Endogenous interleukin-12 is involved in resistance of mice to Mycobacterium avium complex infection.

B M Saunders 1, Y Zhan 1, C Cheers 1
PMCID: PMC173563  PMID: 7558312

Abstract

Acquired cellular resistance against Mycobacterium avium complex (MAC) infections involves the induction of Th1 type gamma interferon (IFN-gamma)-producing T cells. Interleukin-12 (IL-12) is a cytokine involved in the control of IFN-gamma production by T cells and NK cells.

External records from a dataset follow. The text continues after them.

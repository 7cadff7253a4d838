use chrono::Utc;

use engine::{
    BalanceMap, EngineError, Ledger, MoneyCents, Participant, aggregate, plan, validate_shares,
};

fn ledger_with(expenses: &[(i64, &str, &[(&str, f64)])]) -> Ledger {
    let mut ledger = Ledger::new();
    for (amount, payer, participants) in expenses {
        let participants = participants
            .iter()
            .map(|(user, share)| Participant::new(*user, *share))
            .collect();
        ledger
            .add_expense(
                "house",
                "Expense",
                MoneyCents::new(*amount),
                payer,
                participants,
                Utc::now(),
            )
            .unwrap();
    }
    ledger
}

/// Replays a settlement against a balance map and asserts every balance
/// reaches exactly zero.
fn assert_settles(balances: &BalanceMap) {
    let transactions = plan(balances).unwrap();
    let mut remaining = balances.clone();
    for tx in &transactions {
        *remaining
            .entry(tx.from.clone())
            .or_insert(MoneyCents::ZERO) += tx.amount;
        *remaining.entry(tx.to.clone()).or_insert(MoneyCents::ZERO) -= tx.amount;
    }
    for (user, balance) in &remaining {
        assert!(
            balance.is_zero(),
            "{user} left with {balance} after settlement"
        );
    }
}

#[test]
fn three_way_even_split() {
    // 90.00 paid by alice, split in thirds.
    let ledger = ledger_with(&[(
        9000,
        "alice",
        &[("alice", 1.0 / 3.0), ("bob", 1.0 / 3.0), ("carol", 1.0 / 3.0)],
    )]);

    let balances = ledger.balances("house");
    assert_eq!(balances["alice"], MoneyCents::new(6000));
    assert_eq!(balances["bob"], MoneyCents::new(-3000));
    assert_eq!(balances["carol"], MoneyCents::new(-3000));

    let transactions = ledger.settlement("house").unwrap();
    assert_eq!(transactions.len(), 2);
    for tx in &transactions {
        assert_eq!(tx.to, "alice");
        assert_eq!(tx.amount, MoneyCents::new(3000));
    }
}

#[test]
fn payer_is_also_participant() {
    // 100.00 paid by alice, split evenly with bob.
    let ledger = ledger_with(&[(10_000, "alice", &[("alice", 0.5), ("bob", 0.5)])]);

    let balances = ledger.balances("house");
    assert_eq!(balances["alice"], MoneyCents::new(5000));
    assert_eq!(balances["bob"], MoneyCents::new(-5000));

    let transactions = ledger.settlement("house").unwrap();
    assert_eq!(transactions.len(), 1);
    assert_eq!(transactions[0].from, "bob");
    assert_eq!(transactions[0].to, "alice");
    assert_eq!(transactions[0].amount, MoneyCents::new(5000));
}

#[test]
fn share_sum_tolerance_edges() {
    // 5% off: rejected.
    let off = vec![Participant::new("alice", 0.5), Participant::new("bob", 0.45)];
    assert_eq!(
        validate_shares(&off),
        Err(EngineError::InvalidShares(
            "shares must sum to 100%".to_string()
        ))
    );

    // 0.009 off: accepted.
    let close = vec![
        Participant::new("alice", 0.5),
        Participant::new("bob", 0.491),
    ];
    assert!(validate_shares(&close).is_ok());
}

#[test]
fn self_paid_expense_needs_no_settlement() {
    let ledger = ledger_with(&[(4200, "alice", &[("alice", 1.0)])]);

    let balances = ledger.balances("house");
    assert_eq!(balances["alice"], MoneyCents::ZERO);
    assert_eq!(ledger.settlement("house").unwrap(), vec![]);
}

#[test]
fn balances_always_sum_to_zero() {
    let ledger = ledger_with(&[
        (9000, "alice", &[("alice", 1.0 / 3.0), ("bob", 1.0 / 3.0), ("carol", 1.0 / 3.0)]),
        (1234, "bob", &[("alice", 0.25), ("bob", 0.25), ("carol", 0.5)]),
        (999, "carol", &[("alice", 0.33), ("bob", 0.33), ("carol", 0.33)]),
        (7755, "dave", &[("alice", 0.7), ("bob", 0.3)]),
    ]);

    let total: MoneyCents = ledger
        .balances("house")
        .values()
        .fold(MoneyCents::ZERO, |acc, b| acc + *b);
    assert!(total.is_zero());
}

#[test]
fn settlement_replay_reaches_zero() {
    let ledger = ledger_with(&[
        (9000, "alice", &[("alice", 1.0 / 3.0), ("bob", 1.0 / 3.0), ("carol", 1.0 / 3.0)]),
        (1234, "bob", &[("alice", 0.25), ("bob", 0.25), ("carol", 0.5)]),
        (7755, "dave", &[("alice", 0.7), ("bob", 0.3)]),
    ]);
    assert_settles(&ledger.balances("house"));
}

#[test]
fn transaction_count_is_bounded() {
    // Four debtors, one creditor: at most 4 + 1 - 1 transactions.
    let balances: BalanceMap = [
        ("alice", 10_000),
        ("bob", -2500),
        ("carol", -2500),
        ("dave", -2500),
        ("erin", -2500),
    ]
    .into_iter()
    .map(|(user, cents)| (user.to_string(), MoneyCents::new(cents)))
    .collect();

    let transactions = plan(&balances).unwrap();
    assert!(transactions.len() <= 4);
    assert_settles(&balances);
}

#[test]
fn aggregate_and_plan_are_idempotent() {
    let ledger = ledger_with(&[
        (9000, "alice", &[("alice", 1.0 / 3.0), ("bob", 1.0 / 3.0), ("carol", 1.0 / 3.0)]),
        (1234, "bob", &[("alice", 0.25), ("bob", 0.25), ("carol", 0.5)]),
    ]);

    let first = ledger.balances("house");
    let second = ledger.balances("house");
    assert_eq!(first, second);

    assert_eq!(plan(&first).unwrap(), plan(&second).unwrap());
}

#[test]
fn payer_absorbs_tolerated_share_remainder() {
    // Shares sum to 0.99: bob is charged 49.50 of 100.00 and alice keeps the
    // remainder, so the map still sums to exactly zero.
    let mut ledger = Ledger::new();
    ledger
        .add_expense(
            "house",
            "Dinner",
            MoneyCents::new(10_000),
            "alice",
            vec![
                Participant::new("alice", 0.495),
                Participant::new("bob", 0.495),
            ],
            Utc::now(),
        )
        .unwrap();

    let balances = ledger.balances("house");
    assert_eq!(balances["bob"], MoneyCents::new(-4950));
    assert_eq!(balances["alice"], MoneyCents::new(4950));
    assert_settles(&balances);
}

#[test]
fn aggregate_is_order_insensitive() {
    let records = ledger_with(&[
        (9000, "alice", &[("alice", 0.5), ("bob", 0.5)]),
        (5000, "bob", &[("alice", 0.5), ("bob", 0.5)]),
    ]);
    let reversed = ledger_with(&[
        (5000, "bob", &[("alice", 0.5), ("bob", 0.5)]),
        (9000, "alice", &[("alice", 0.5), ("bob", 0.5)]),
    ]);

    assert_eq!(records.balances("house"), reversed.balances("house"));
}

#[test]
fn oversized_amounts_cannot_reach_aggregation() {
    let mut ledger = Ledger::new();

    // Amounts near i64::MAX would wrap the payer's balance while folding;
    // the creation gate must reject them so aggregation stays in range.
    for _ in 0..2 {
        let result = ledger.add_expense(
            "house",
            "Bogus",
            MoneyCents::new(i64::MAX),
            "alice",
            vec![Participant::new("alice", 0.5), Participant::new("bob", 0.5)],
            Utc::now(),
        );
        assert_eq!(
            result,
            Err(EngineError::InvalidAmount("amount too large".to_string()))
        );
    }
    assert!(ledger.expenses("house").is_empty());
    assert!(ledger.balances("house").is_empty());

    // At the cap itself, repeated aggregation stays exact.
    for _ in 0..2 {
        ledger
            .add_expense(
                "house",
                "Big",
                MoneyCents::MAX_AMOUNT,
                "alice",
                vec![Participant::new("alice", 0.5), Participant::new("bob", 0.5)],
                Utc::now(),
            )
            .unwrap();
    }
    let balances = ledger.balances("house");
    assert_eq!(balances["alice"], MoneyCents::new(MoneyCents::MAX_AMOUNT.cents()));
    assert_eq!(balances["bob"], MoneyCents::new(-MoneyCents::MAX_AMOUNT.cents()));
    assert_settles(&balances);
}

#[test]
fn aggregating_nothing_yields_nothing() {
    assert!(aggregate(&[]).is_empty());
}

The role of IL-12 in the response to MAC infection was investigated. Depletion of endogenous IL-12 by injection of monoclonal antibody prior to and during intranasal infection with MAC resulted in an 150- to 550-fold increase in bacterial load in lung, spleen, and liver homogenates by 10 weeks postinfection. Depletion of IL-12 abrogated the ability of spleen cell cultures to produce IFN-gamma in response to stimulus with live MAC. IL-12-depleted mice showed a 75% decrease in the number of inflammatory cells entering the lungs following intranasal infection with MAC, with significant reductions in cytotoxic activity and nitric oxide production by lung cells. This work suggests that IL-12 plays a major role in the activation of IFN-gamma-producing cells during MAC infection.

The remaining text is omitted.